Whatever similarity was achieved that first day was washed down the drain with my shower the next. Unable to recreate the look, my eh, what the fuck thinking had turned to oh, what the fuck was I thinking?! Three days later, I'm still in haircut limbo and feel like I may look a little like Lord Farquaad. I know I love having less hair. And I love the little Donald Duck butt of a ponytail I have after showering. But I'm still working out how to do it myself which, unless Dan is going to give me a blow-out every morning, is pretty important. (I don't know if the fact that I passed up an easy blowjob joke for one about a cartoon ass means I'm growing or regressing.) The bottom line is that it's going to require---and I hate, hate, hate saying this---practice. If I want it to look like it did when Lynn did it, I'm going to have to arm and familiarize myself with her weaponry. The straightening iron will be my go-to gat. I'll have to invest in a good one because for the past couple of days I've been using one from the 80's (really) I found in a cabinet at my parents' house (thankfully I grabbed the straightener and not the crimper) and every time I've used it on the hair closest my face, my eyes burn like they're being exposed to some sort of chemical. This can't be good. Also, I'm supposed to be using a product called "defining whip" which, I learned the hard way, should be applied with some restraint if I don't want to look like I've been washing my hair in a McDonald's frialator.

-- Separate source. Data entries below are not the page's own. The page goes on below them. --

use std::fmt;

use serde::{Deserialize, Deserializer, Serialize, Serializer};

/// Opaque identifier naming one agent's region on the stage.
///
/// The wire carries either a string or a number. Both render to the same
/// textual form used to build element ids, so `3`, `3.0` and `"3"` address
/// the same agent.
#[derive(Debug, Clone, PartialEq, Eq, Hash, PartialOrd, Ord)]
pub struct AgentId(String);

impl AgentId {
    pub fn new(id: impl Into<String>) -> Self {
        Self(id.into())
    }

    pub fn as_str(&self) -> &str {
        &self.0
    }
}

impl fmt::Display for AgentId {
    fn fmt(&self, f: &mut fmt::Formatter<'_>) -> fmt::Result {
        f.write_str(&self.0)
    }
}

impl From<&str> for AgentId {
    fn from(s: &str) -> Self {
        Self(s.to_string())
    }
}

impl From<String> for AgentId {
    fn from(s: String) -> Self {
        Self(s)
    }
}

impl From<u32> for AgentId {
    fn from(n: u32) -> Self {
        Self(n.to_string())
    }
}

#[derive(Deserialize)]
#[serde(untagged)]
enum RawAgentId {
    Text(String),
    Number(serde_json::Number),
}

/// Render a JSON number the way a page would concatenate it into a selector.
fn number_to_id(n: &serde_json::Number) -> String {
    if let Some(i) = n.as_i64() {
        return i.to_string();
    }
    if let Some(u) = n.as_u64() {
        return u.to_string();
    }
    match n.as_f64() {
        Some(f) if f.fract() == 0.0 && f.abs() < 1e15 => format!("{}", f as i64),
        Some(f) => f.to_string(),
        None => n.to_string(),
    }
}

impl<'de> Deserialize<'de> for AgentId {
    fn deserialize<D: Deserializer<'de>>(deserializer: D) -> Result<Self, D::Error> {
        match RawAgentId::deserialize(deserializer)? {
            RawAgentId::Text(s) => Ok(Self(s)),
            RawAgentId::Number(n) => Ok(Self(number_to_id(&n))),
        }
    }
}

impl Serialize for AgentId {
    fn serialize<S: Serializer>(&self, serializer: S) -> Result<S::Ok, S::Error> {
        // Integers go back out as numbers so round trips keep the wire shape.
        match self.0.parse::<i64>() {
            Ok(n) if n.to_string() == self.0 => serializer.serialize_i64(n),
            _ => serializer.serialize_str(&self.0),
        }
    }
}

/// Requested visibility of an agent container.
#[derive(Debug, Clone, Copy, Default, PartialEq, Eq, Serialize, Deserialize)]
#[serde(rename_all = "snake_case")]
pub enum Visibility {
    #[default]
    Hidden,
    Visible,
}

impl Visibility {
    /// Target opacity for this visibility.
    pub fn opacity(self) -> f32 {
        match self {
            Self::Hidden => 0.0,
            Self::Visible => 1.0,
        }
    }
}

#[cfg(test)]
mod tests {
    use super::*;

    #[test]
    fn test_agent_id_from_number() {
        let id: AgentId = serde_json::from_str("3").unwrap();
        assert_eq!(id.as_str(), "3");

        let id: AgentId = serde_json::from_str("3.0").unwrap();
        assert_eq!(id.as_str(), "3");

        let id: AgentId = serde_json::from_str("2.5").unwrap();
        assert_eq!(id.as_str(), "2.5");
    }

    #[test]
    fn test_agent_id_from_string() {
        let id: AgentId = serde_json::from_str(r#""narrator""#).unwrap();
        assert_eq!(id, AgentId::from("narrator"));
        assert_eq!(id.to_string(), "narrator");
    }

    #[test]
    fn test_agent_id_rejects_other_shapes() {
        assert!(serde_json::from_str::<AgentId>("null").is_err());
        assert!(serde_json::from_str::<AgentId>("[1]").is_err());
    }

    #[test]
    fn test_agent_id_serialize() {
        assert_eq!(serde_json::to_string(&AgentId::from(7u32)).unwrap(), "7");
        assert_eq!(serde_json::to_string(&AgentId::from("a")).unwrap(), r#""a""#);
        assert_eq!(serde_json::to_string(&AgentId::from("007")).unwrap(), r#""007""#);
    }

    #[test]
    fn test_visibility_opacity() {
        assert_eq!(Visibility::default(), Visibility::Hidden);
        assert_eq!(Visibility::Hidden.opacity(), 0.0);
        assert_eq!(Visibility::Visible.opacity(), 1.0);
    }
}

But I did it. I manned up. And even if I look a little like Toad from Super Mario Brothers,



I'm glad my sack is in tact.

If not my pride.



Still douchy.

Friday, August 20, 2010

I got a haircut today but I don't have the time to upload the pictures so whether or not I manned up will have to remain a mystery.




And that's all I can say right now because I need, need, need to go to sleep.

P.S. When I googled "really bad female haircuts" to find a image for this entry, the previously featured bitchy MTV girl picture came up...huh.